7 - Em suma: (a) até 28/04/1995, é possível a qualificação da atividade laboral pela categoria
profissional ou pela comprovação da exposição a agente nocivo, por qualquer modalidade de
prova; (b) a partir de 29/04/1995, é defeso reconhecer o tempo especial em razão de ocupação
profissional, sendo necessário comprovar a exposição efetiva a agente nocivo, habitual e
permanentemente, por meio de formulário-padrão fornecido pela empresa; (c) a partir de
10/12/1997, a aferição da exposição aos agentes pressupõe a existência de laudo técnico de
condições ambientais, elaborado por profissional apto ou por perfil profissiográfico
previdenciário (PPP), preenchido com informações extraídas de laudo técnico e com indicação
dos profissionais responsáveis pelos registros ambientais ou pela monitoração biológica, que
constitui instrumento hábil para a avaliação das condições laborais.

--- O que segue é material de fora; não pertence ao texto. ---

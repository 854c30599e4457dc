//! Playground endpoint tests over an in-memory router.

use std::sync::Arc;
use std::time::Duration;

use async_trait::async_trait;
use axum::body::Body;
use axum::http::{Request, StatusCode};
use tempfile::TempDir;
use tokio_util::sync::CancellationToken;
use tower::ServiceExt;

use ystrat_api::{create_router, AppState};
use ystrat_ingest::IngestLimits;
use ystrat_insights::{AutocompleteProvider, KeywordAnalyzer, ProviderError, TrendsProvider};
use ystrat_llm::{LlmResult, TextGenerator};
use ystrat_models::{CandidateSet, CandidateSource, Prompt, TrendStat};
use ystrat_pipeline::StrategyPipeline;
use ystrat_store::StrategyStore;

struct QuietAutocomplete;

#[async_trait]
impl AutocompleteProvider for QuietAutocomplete {
    async fn suggest(&self, term: &str) -> Result<Vec<String>, ProviderError> {
        Ok(vec![format!("{term} tutorial")])
    }
}

struct QuietTrends;

#[async_trait]
impl TrendsProvider for QuietTrends {
    async fn interest(&self, _term: &str) -> Result<TrendStat, ProviderError> {
        Ok(TrendStat {
            avg_interest: 10.0,
            peak_interest: 20.0,
            rising: false,
        })
    }
}

struct StaticGenerator;

#[async_trait]
impl TextGenerator for StaticGenerator {
    async fn generate(&self, _: &Prompt, _: &CancellationToken) -> LlmResult<CandidateSet> {
        Ok(CandidateSet {
            titles: vec!["A dependable strategy title for the playground".to_string()],
            descriptions: vec![],
            tags: ["python".to_string()].into_iter().collect(),
            thumbnail_lines: vec!["WATCH THIS".to_string()],
            source: CandidateSource::Llm,
            confidence: 0.85,
        })
    }
}

async fn test_app(dir: &TempDir) -> axum::Router {
    let store = StrategyStore::open(dir.path()).await.unwrap();
    let analyzer = KeywordAnalyzer::new(
        Arc::new(QuietAutocomplete),
        Arc::new(QuietTrends),
        Duration::from_secs(8),
    );
    let pipeline = StrategyPipeline::new(
        IngestLimits::default(),
        analyzer,
        Arc::new(StaticGenerator),
        Arc::new(store),
    );
    create_router(AppState::from_pipeline(Arc::new(pipeline)), 64 * 1024 * 1024)
}

async fn body_json(response: axum::response::Response) -> serde_json::Value {
    let bytes = axum::body::to_bytes(response.into_body(), usize::MAX)
        .await
        .unwrap();
    serde_json::from_slice(&bytes).unwrap()
}

fn multipart_body(boundary: &str, csv: &str, goal: &str, audience: &str, tone: &str) -> String {
    let mut body = String::new();
    body.push_str(&format!(
        "--{boundary}\r\nContent-Disposition: form-data; name=\"csv\"; filename=\"data.csv\"\r\n\
Content-Type: text/csv\r\n\r\n{csv}\r\n"
    ));
    for (name, value) in [("goal", goal), ("audience", audience), ("tone", tone)] {
        body.push_str(&format!(
            "--{boundary}\r\nContent-Disposition: form-data; name=\"{name}\"\r\n\r\n{value}\r\n"
        ));
    }
    body.push_str(&format!("--{boundary}--\r\n"));
    body
}

#[tokio::test]
async fn health_returns_liveness_document() {
    let dir = TempDir::new().unwrap();
    let app = test_app(&dir).await;

    let response = app
        .oneshot(Request::get("/health").body(Body::empty()).unwrap())
        .await
        .unwrap();
    assert_eq!(response.status(), StatusCode::OK);

    let json = body_json(response).await;
    assert_eq!(json["status"], "healthy");
    assert!(json["version"].is_string());
}

#[tokio::test]
async fn strategies_listing_starts_empty() {
    let dir = TempDir::new().unwrap();
    let app = test_app(&dir).await;

    let response = app
        .oneshot(Request::get("/strategies").body(Body::empty()).unwrap())
        .await
        .unwrap();
    assert_eq!(response.status(), StatusCode::OK);
    assert_eq!(body_json(response).await, serde_json::json!([]));
}

#[tokio::test]
async fn unknown_strategy_id_is_404() {
    let dir = TempDir::new().unwrap();
    let app = test_app(&dir).await;

    let response = app
        .oneshot(Request::get("/strategies/deadbeef").body(Body::empty()).unwrap())
        .await
        .unwrap();
    assert_eq!(response.status(), StatusCode::NOT_FOUND);
}

#[tokio::test]
async fn analyze_round_trips_a_strategy() {
    let dir = TempDir::new().unwrap();
    let app = test_app(&dir).await;

    let boundary = "ystratboundary";
    let body = multipart_body(
        boundary,
        "videoTitle,views\nComplete Python Course 2024,15420\n",
        "Grow subscribers",
        "developers",
        "authority",
    );

    let response = app
        .clone()
        .oneshot(
            Request::post("/analyze")
                .header(
                    "content-type",
                    format!("multipart/form-data; boundary={boundary}"),
                )
                .body(Body::from(body))
                .unwrap(),
        )
        .await
        .unwrap();
    assert_eq!(response.status(), StatusCode::OK);

    let strategy = body_json(response).await;
    assert_eq!(strategy["brief"]["tone"], "authority");
    assert_eq!(strategy["candidates"]["source"], "llm");
    let id = strategy["id"].as_str().unwrap().to_string();

    // The persisted record is retrievable afterwards.
    let listed = app
        .clone()
        .oneshot(Request::get("/strategies").body(Body::empty()).unwrap())
        .await
        .unwrap();
    let summaries = body_json(listed).await;
    assert_eq!(summaries.as_array().unwrap().len(), 1);

    let fetched = app
        .oneshot(
            Request::get(format!("/strategies/{id}"))
                .body(Body::empty())
                .unwrap(),
        )
        .await
        .unwrap();
    assert_eq!(fetched.status(), StatusCode::OK);
}

#[tokio::test]
async fn hostile_csv_maps_to_400() {
    let dir = TempDir::new().unwrap();
    let app = test_app(&dir).await;

    let boundary = "ystratboundary";
    let body = multipart_body(
        boundary,
        "videoTitle\n=SUM(A1:A10)\n",
        "Grow subscribers",
        "developers",
        "authority",
    );

    let response = app
        .oneshot(
            Request::post("/analyze")
                .header(
                    "content-type",
                    format!("multipart/form-data; boundary={boundary}"),
                )
                .body(Body::from(body))
                .unwrap(),
        )
        .await
        .unwrap();
    assert_eq!(response.status(), StatusCode::BAD_REQUEST);
    let json = body_json(response).await;
    assert!(json["detail"].as_str().unwrap().contains("hostile"));
}

#[tokio::test]
async fn bad_tone_maps_to_400() {
    let dir = TempDir::new().unwrap();
    let app = test_app(&dir).await;

    let boundary = "ystratboundary";
    let body = multipart_body(
        boundary,
        "videoTitle\nA video\n",
        "Grow subscribers",
        "developers",
        "excited",
    );

    let response = app
        .oneshot(
            Request::post("/analyze")
                .header(
                    "content-type",
                    format!("multipart/form-data; boundary={boundary}"),
                )
                .body(Body::from(body))
                .unwrap(),
        )
        .await
        .unwrap();
    assert_eq!(response.status(), StatusCode::BAD_REQUEST);
}
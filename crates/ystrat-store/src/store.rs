//! File-backed strategy store.

use std::collections::HashSet;
use std::path::{Path, PathBuf};
use std::time::Duration;

use tokio::sync::Mutex;
use tracing::{debug, warn};

use ystrat_models::{ids, Strategy, StrategySummary};

use crate::error::{StoreError, StoreResult};

const INDEX_FILE: &str = "_index.json";

/// Filesystem operations are expected to complete inside this window;
/// longer is treated as a fatal storage error.
const FS_DEADLINE: Duration = Duration::from_secs(5);

/// Append-only store of strategy artifacts under
/// `<root>/strategies/<id>_<iso-utc>.json`.
///
/// `put` is serialized by an in-process mutex held for the short critical
/// section of rename + index update. Multiple processes are not supported.
pub struct StrategyStore {
    dir: PathBuf,
    write_lock: Mutex<()>,
}

impl StrategyStore {
    /// Opens (and creates if needed) the store under `root`.
    pub async fn open(root: impl AsRef<Path>) -> StoreResult<Self> {
        let dir = root.as_ref().join("strategies");
        tokio::fs::create_dir_all(&dir).await?;
        Ok(Self {
            dir,
            write_lock: Mutex::new(()),
        })
    }

    pub fn dir(&self) -> &Path {
        &self.dir
    }

    /// Persists a strategy atomically, assigning its id. Returns the
    /// stored record and its file path.
    ///
    /// On any failure nothing remains: the temp file is removed, and if
    /// the index update fails the already-renamed strategy file is
    /// removed too.
    pub async fn put(
        &self,
        mut strategy: Strategy,
        correlation_id: &str,
    ) -> StoreResult<(Strategy, PathBuf)> {
        let _guard = self.write_lock.lock().await;

        let mut index = self.load_index().await?;
        let taken: HashSet<&str> = index.iter().map(|s| s.id.as_str()).collect();

        let mut collision = 0u32;
        let id = loop {
            let candidate = ids::strategy_id(
                &strategy.input_fingerprint,
                &strategy.brief,
                &strategy.created_at,
                collision,
            );
            if !taken.contains(candidate.as_str()) {
                break candidate;
            }
            collision += 1;
        };
        if collision > 0 {
            debug!(collision, id, "strategy id collision resolved");
        }
        strategy.id = id;

        let final_path = self.dir.join(format!("{}.json", strategy.file_stem()));
        let tmp_path = self
            .dir
            .join(format!(".{}-{}.tmp", strategy.file_stem(), correlation_id));

        let mut payload = serde_json::to_string_pretty(&strategy)?;
        payload.push('\n');

        if let Err(err) = self.write_and_rename(&tmp_path, &final_path, payload.as_bytes()).await {
            let _ = tokio::fs::remove_file(&tmp_path).await;
            return Err(err);
        }

        index.push(strategy.summary(final_path.to_string_lossy()));
        sort_index(&mut index);
        if let Err(err) = self.write_index(&index, correlation_id).await {
            warn!(error = %err, "index update failed, removing strategy file");
            let _ = tokio::fs::remove_file(&final_path).await;
            return Err(err);
        }

        debug!(id = %strategy.id, path = %final_path.display(), "strategy persisted");
        Ok((strategy, final_path))
    }

    /// Loads a strategy by id.
    pub async fn get(&self, id: &str) -> StoreResult<Strategy> {
        let index = self.load_index().await?;
        let entry = index
            .iter()
            .find(|s| s.id == id)
            .ok_or_else(|| StoreError::not_found(id))?;
        let bytes = tokio::fs::read(&entry.path).await.map_err(|err| {
            if err.kind() == std::io::ErrorKind::NotFound {
                StoreError::not_found(id)
            } else {
                StoreError::Io(err)
            }
        })?;
        Ok(serde_json::from_slice(&bytes)?)
    }

    /// Summaries ordered by creation time descending.
    pub async fn list(&self, limit: usize, offset: usize) -> StoreResult<Vec<StrategySummary>> {
        let index = self.load_index().await?;
        Ok(index.into_iter().skip(offset).take(limit).collect())
    }

    /// Case-insensitive substring search over the brief goal and mined
    /// keyword terms.
    pub async fn search(&self, query: &str) -> StoreResult<Vec<StrategySummary>> {
        let needle = query.trim().to_lowercase();
        if needle.is_empty() {
            return self.list(usize::MAX, 0).await;
        }

        let index = self.load_index().await?;
        let mut hits = Vec::new();
        for summary in index {
            if summary.goal.to_lowercase().contains(&needle) {
                hits.push(summary);
                continue;
            }
            // Keyword terms live in the full record.
            match self.read_strategy_file(&summary.path).await {
                Ok(strategy) => {
                    if strategy
                        .keywords
                        .keywords
                        .iter()
                        .any(|k| k.term.to_lowercase().contains(&needle))
                    {
                        hits.push(summary);
                    }
                }
                Err(err) => warn!(path = %summary.path, error = %err, "skipping unreadable strategy"),
            }
        }
        Ok(hits)
    }

    async fn read_strategy_file(&self, path: &str) -> StoreResult<Strategy> {
        let bytes = tokio::fs::read(path).await?;
        Ok(serde_json::from_slice(&bytes)?)
    }

    fn index_path(&self) -> PathBuf {
        self.dir.join(INDEX_FILE)
    }

    async fn load_index(&self) -> StoreResult<Vec<StrategySummary>> {
        match tokio::fs::read(self.index_path()).await {
            Ok(bytes) => Ok(serde_json::from_slice(&bytes)?),
            Err(err) if err.kind() == std::io::ErrorKind::NotFound => Ok(Vec::new()),
            Err(err) => Err(StoreError::Io(err)),
        }
    }

    async fn write_index(
        &self,
        index: &[StrategySummary],
        correlation_id: &str,
    ) -> StoreResult<()> {
        let tmp = self.dir.join(format!(".{INDEX_FILE}-{correlation_id}.tmp"));
        let mut payload = serde_json::to_string_pretty(index)?;
        payload.push('\n');
        if let Err(err) = self
            .write_and_rename(&tmp, &self.index_path(), payload.as_bytes())
            .await
        {
            let _ = tokio::fs::remove_file(&tmp).await;
            return Err(err);
        }
        Ok(())
    }

    /// Temp-file-then-rename write with the storage deadline applied.
    async fn write_and_rename(&self, tmp: &Path, target: &Path, bytes: &[u8]) -> StoreResult<()> {
        tokio::time::timeout(FS_DEADLINE, tokio::fs::write(tmp, bytes))
            .await
            .map_err(|_| StoreError::Timeout("write"))??;
        tokio::time::timeout(FS_DEADLINE, tokio::fs::rename(tmp, target))
            .await
            .map_err(|_| StoreError::Timeout("rename"))??;
        Ok(())
    }
}

/// Creation time descending, ties broken by id descending.
fn sort_index(index: &mut [StrategySummary]) {
    index.sort_by(|a, b| b.created_at.cmp(&a.created_at).then(b.id.cmp(&a.id)));
}
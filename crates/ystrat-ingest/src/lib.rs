//! Tabular input validation and input sanitization.
//!
//! This crate owns everything that touches untrusted input before it
//! reaches the rest of the pipeline:
//! - CSV parsing with size/row limits and column aliasing
//! - The per-cell security scan (formula injection, embedded markup,
//!   dangerous URL protocols, oversized cells)
//! - The free-text sanitizer shared by prompt assembly and the LLM client

pub mod csv_input;
pub mod error;
pub mod sanitize;
pub mod scan;

pub use csv_input::{validate_csv, validate_csv_bytes, validate_csv_path, CsvInput, IngestLimits, ValidationWarning};
pub use error::{IngestError, IngestResult};
pub use sanitize::sanitize_text;
pub use scan::scan_cell;
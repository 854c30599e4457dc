//! Content-gap models.

use std::collections::BTreeSet;

use serde::{Deserialize, Serialize};

/// A topic competitors cover more than the creator does.
#[derive(Debug, Clone, PartialEq, Serialize, Deserialize)]
pub struct Gap {
    pub topic: String,
    pub competitor_frequency: u64,
    pub creator_frequency: u64,
    pub opportunity_score: f64,
    pub rationale: String,
}

/// Output of the gap detection step.
///
/// `gaps` is ordered by opportunity score descending, competitor frequency
/// descending, topic ascending.
#[derive(Debug, Clone, Default, PartialEq, Serialize, Deserialize)]
pub struct GapBundle {
    pub gaps: Vec<Gap>,
    pub creator_strengths: BTreeSet<String>,
}

impl GapBundle {
    pub fn is_empty(&self) -> bool {
        self.gaps.is_empty() && self.creator_strengths.is_empty()
    }

    pub fn top_topics(&self, n: usize) -> Vec<&str> {
        self.gaps.iter().take(n).map(|g| g.topic.as_str()).collect()
    }
}
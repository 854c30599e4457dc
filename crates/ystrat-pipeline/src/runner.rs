//! Pipeline orchestration.

use std::collections::BTreeMap;
use std::path::PathBuf;
use std::sync::Arc;
use std::time::{Duration, Instant};

use tokio_util::sync::CancellationToken;
use tracing::{info, warn, Instrument};

use ystrat_ingest::{validate_csv, validate_csv_path, CsvInput, IngestError, IngestLimits};
use ystrat_insights::{
    EmotionOptimizer, GapDetector, HttpAutocomplete, HttpTrends, KeywordAnalyzer, PromptBuilder,
};
use ystrat_llm::{generate_with_fallback, LlmClient, LlmConfig, TextGenerator};
use ystrat_models::{
    correlation_id, input_fingerprint, utc_now_secs, Brief, PipelineStats, PsychMetadata,
    Strategy,
};
use ystrat_store::StrategyStore;

use crate::config::PipelineConfig;
use crate::error::{PipelineError, PipelineResult};

/// Degraded-step name for a failed generation step.
const LLM_STEP: &str = "llm";

/// Coordinates one strategy invocation end to end. Components are built
/// once and shared across concurrent invocations; sub-components never
/// hold a reference back to the coordinator.
pub struct StrategyPipeline {
    limits: IngestLimits,
    analyzer: KeywordAnalyzer,
    gap_detector: GapDetector,
    prompt_builder: PromptBuilder,
    optimizer: EmotionOptimizer,
    generator: Arc<dyn TextGenerator>,
    store: Arc<StrategyStore>,
}

impl StrategyPipeline {
    /// Builds a pipeline with every component constructed from config.
    pub async fn from_config(config: &PipelineConfig) -> PipelineResult<Self> {
        let cache_ttl = Duration::from_secs(config.cache_ttl_s);
        let deadline = Duration::from_secs(config.c2_total_deadline_s);

        let autocomplete = HttpAutocomplete::new(
            config.autocomplete_url.clone(),
            config.cache_capacity,
            cache_ttl,
            deadline,
        )
        .map_err(|e| PipelineError::Config(e.to_string()))?;
        let trends = HttpTrends::new(
            config.trends_url.clone(),
            config.cache_capacity,
            cache_ttl,
            deadline,
        )
        .map_err(|e| PipelineError::Config(e.to_string()))?;

        let generator = LlmClient::new(LlmConfig {
            endpoint: config.llm_endpoint.clone(),
            api_key: config.llm_api_key.clone(),
            timeout: Duration::from_secs(config.llm_timeout_s),
            max_attempts: config.llm_max_attempts,
            ..LlmConfig::default()
        })
        .map_err(|e| PipelineError::Config(e.to_string()))?;

        let store = StrategyStore::open(&config.storage_root).await?;

        Ok(Self::new(
            IngestLimits {
                max_bytes: config.max_csv_bytes,
                max_rows: config.max_csv_rows,
                max_cell_chars: config.max_cell_chars,
            },
            KeywordAnalyzer::new(Arc::new(autocomplete), Arc::new(trends), deadline),
            Arc::new(generator),
            Arc::new(store),
        ))
    }

    /// Builds a pipeline from injected components. Used directly by tests
    /// to substitute deterministic providers and generators.
    pub fn new(
        limits: IngestLimits,
        analyzer: KeywordAnalyzer,
        generator: Arc<dyn TextGenerator>,
        store: Arc<StrategyStore>,
    ) -> Self {
        Self {
            limits,
            analyzer,
            gap_detector: GapDetector::default(),
            prompt_builder: PromptBuilder::default(),
            optimizer: EmotionOptimizer,
            generator,
            store,
        }
    }

    pub fn store(&self) -> &Arc<StrategyStore> {
        &self.store
    }

    /// Runs the pipeline with a fresh correlation id.
    pub async fn run(
        &self,
        brief: &Brief,
        creator: CsvInput<'_>,
        competitors: &[PathBuf],
        cancel: &CancellationToken,
    ) -> PipelineResult<(Strategy, PathBuf)> {
        let correlation = correlation_id();
        self.run_with_correlation(&correlation, brief, creator, competitors, cancel)
            .await
    }

    /// Runs the pipeline under a caller-supplied correlation id, bound to
    /// every log record of the invocation.
    pub async fn run_with_correlation(
        &self,
        correlation: &str,
        brief: &Brief,
        creator: CsvInput<'_>,
        competitors: &[PathBuf],
        cancel: &CancellationToken,
    ) -> PipelineResult<(Strategy, PathBuf)> {
        let span = tracing::info_span!("pipeline", correlation = %correlation);
        self.run_inner(correlation, brief, creator, competitors, cancel)
            .instrument(span)
            .await
    }

    async fn run_inner(
        &self,
        correlation: &str,
        brief: &Brief,
        creator: CsvInput<'_>,
        competitors: &[PathBuf],
        cancel: &CancellationToken,
    ) -> PipelineResult<(Strategy, PathBuf)> {
        let started = Instant::now();
        let mut timings: BTreeMap<String, u64> = BTreeMap::new();
        let mut degraded: Vec<String> = Vec::new();

        brief
            .validate()
            .map_err(|e| IngestError::InvalidInput(e.to_string()))?;

        // C1: creator CSV. Fatal on failure.
        ensure_live(cancel)?;
        let step = Instant::now();
        let (rows, warnings) = validate_csv(creator, &self.limits).await?;
        timings.insert("validate".into(), elapsed_ms(step));
        for warning in &warnings {
            info!(warning = %warning, "creator csv warning");
        }
        info!(rows = rows.len(), "creator csv validated");

        // C1 per competitor: a bad competitor file degrades, never fails.
        ensure_live(cancel)?;
        let step = Instant::now();
        let mut competitor_bundles = Vec::new();
        for path in competitors {
            match validate_csv_path(path, &self.limits).await {
                Ok((competitor_rows, _)) => {
                    competitor_bundles
                        .push(self.analyzer.mine(&competitor_rows, brief.language_hint.as_deref()));
                }
                Err(err) => {
                    warn!(path = %path.display(), error = %err, "competitor csv skipped");
                    degraded.push(format!("competitor:{}", path.display()));
                }
            }
        }
        if !competitors.is_empty() {
            timings.insert("competitors".into(), elapsed_ms(step));
        }

        // C2: keyword mining plus best-effort enrichment.
        ensure_live(cancel)?;
        let step = Instant::now();
        let (keywords, keyword_degraded) = self
            .analyzer
            .analyze(&rows, brief.language_hint.as_deref(), cancel)
            .await;
        degraded.extend(keyword_degraded);
        timings.insert("keywords".into(), elapsed_ms(step));

        // C3: gaps, empty when no competitor survived validation.
        ensure_live(cancel)?;
        let step = Instant::now();
        let gaps = self.gap_detector.detect(&keywords, &competitor_bundles);
        timings.insert("gaps".into(), elapsed_ms(step));

        // C4: deterministic prompt.
        let step = Instant::now();
        let prompt = self.prompt_builder.build(brief, &keywords, &gaps);
        timings.insert("prompt".into(), elapsed_ms(step));

        // C5: generation with fallback.
        ensure_live(cancel)?;
        let step = Instant::now();
        let (candidates, llm_degraded) = generate_with_fallback(
            self.generator.as_ref(),
            &prompt,
            brief,
            &keywords,
            cancel,
        )
        .await
        // Cancellation is the only error that escapes the fallback policy.
        .map_err(|_| PipelineError::Cancelled)?;
        if llm_degraded {
            degraded.push(LLM_STEP.to_string());
        }
        timings.insert("llm".into(), elapsed_ms(step));

        // C6: pure re-rank.
        let step = Instant::now();
        let (candidates, report) = self.optimizer.rerank(candidates, brief.tone);
        timings.insert("rerank".into(), elapsed_ms(step));

        // C7: atomic persistence. Fatal on failure, nothing left behind.
        ensure_live(cancel)?;
        let strategy = Strategy {
            id: String::new(),
            created_at: utc_now_secs(),
            brief: brief.clone(),
            input_fingerprint: input_fingerprint(&rows),
            keywords,
            gaps: Some(gaps),
            candidates,
            psychological_metadata: PsychMetadata {
                tone: brief.tone,
                triggers_applied: report.triggers_applied,
                rerank_deltas: report.deltas,
            },
            pipeline: PipelineStats {
                duration_ms: elapsed_ms(started),
                step_timings_ms: timings,
                degraded_steps: degraded,
            },
            version: Strategy::CURRENT_VERSION,
        };

        let (stored, path) = self.store.put(strategy, correlation).await?;
        info!(
            id = %stored.id,
            path = %path.display(),
            duration_ms = stored.pipeline.duration_ms,
            degraded = stored.pipeline.degraded_steps.len(),
            "strategy persisted"
        );
        Ok((stored, path))
    }
}

fn ensure_live(cancel: &CancellationToken) -> PipelineResult<()> {
    if cancel.is_cancelled() {
        Err(PipelineError::Cancelled)
    } else {
        Ok(())
    }
}

fn elapsed_ms(since: Instant) -> u64 {
    since.elapsed().as_millis() as u64
}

8 - Especificamente quanto ao reconhecimento da exposição ao agente nocivo ruído, por
demandar avaliação técnica, nunca prescindiu do laudo de condições ambientais.
9 - Considera-se insalubre a exposição ao agente ruído acima de 80dB, até 05/03/1997; acima
de 90dB, no período de 06/03/1997 a 18/11/2003; e superior a 85 dB, a partir de 19/11/2003.
10 - O Perfil Profissiográfico Previdenciário (PPP), instituído pela Lei nº 9.528/97, emitido com
base nos registros ambientais e com referência ao responsável técnico por sua aferição,
substitui, para todos os efeitos, o laudo pericial técnico, quanto à comprovação de tempo
laborado em condições especiais.
11 - Saliente-se ser desnecessário que o laudo técnico seja contemporâneo ao período em que
exercida a atividade insalubre. Precedentes deste E. TRF 3º Região.
12 - A desqualificação em decorrência do uso de EPI vincula-se à prova da efetiva
neutralização do agente, sendo que a mera redução de riscos e a dúvida sobre a eficácia do
equipamento não infirmam o cômputo diferenciado. Cabe ressaltar, também, que a tese
consagrada pelo C. STF excepcionou o tratamento conferido ao agente agressivo ruído, que,
ainda que integralmente neutralizado, evidencia o trabalho em condições especiais.
13 - É possível a conversão do tempo especial em comum, independentemente da data do
exercício da atividade especial, conforme se extrai da conjugação das regras dos arts. 28 da Lei
nº 9.711/98 e 57, § 5º, da Lei nº 8.213/91.
14 - O fator de conversão a ser aplicado é o 1,40, nos termos do art. 70 do Decreto nº 3.048/99,
conforme orientação sedimentada no E. Superior Tribunal de Justiça.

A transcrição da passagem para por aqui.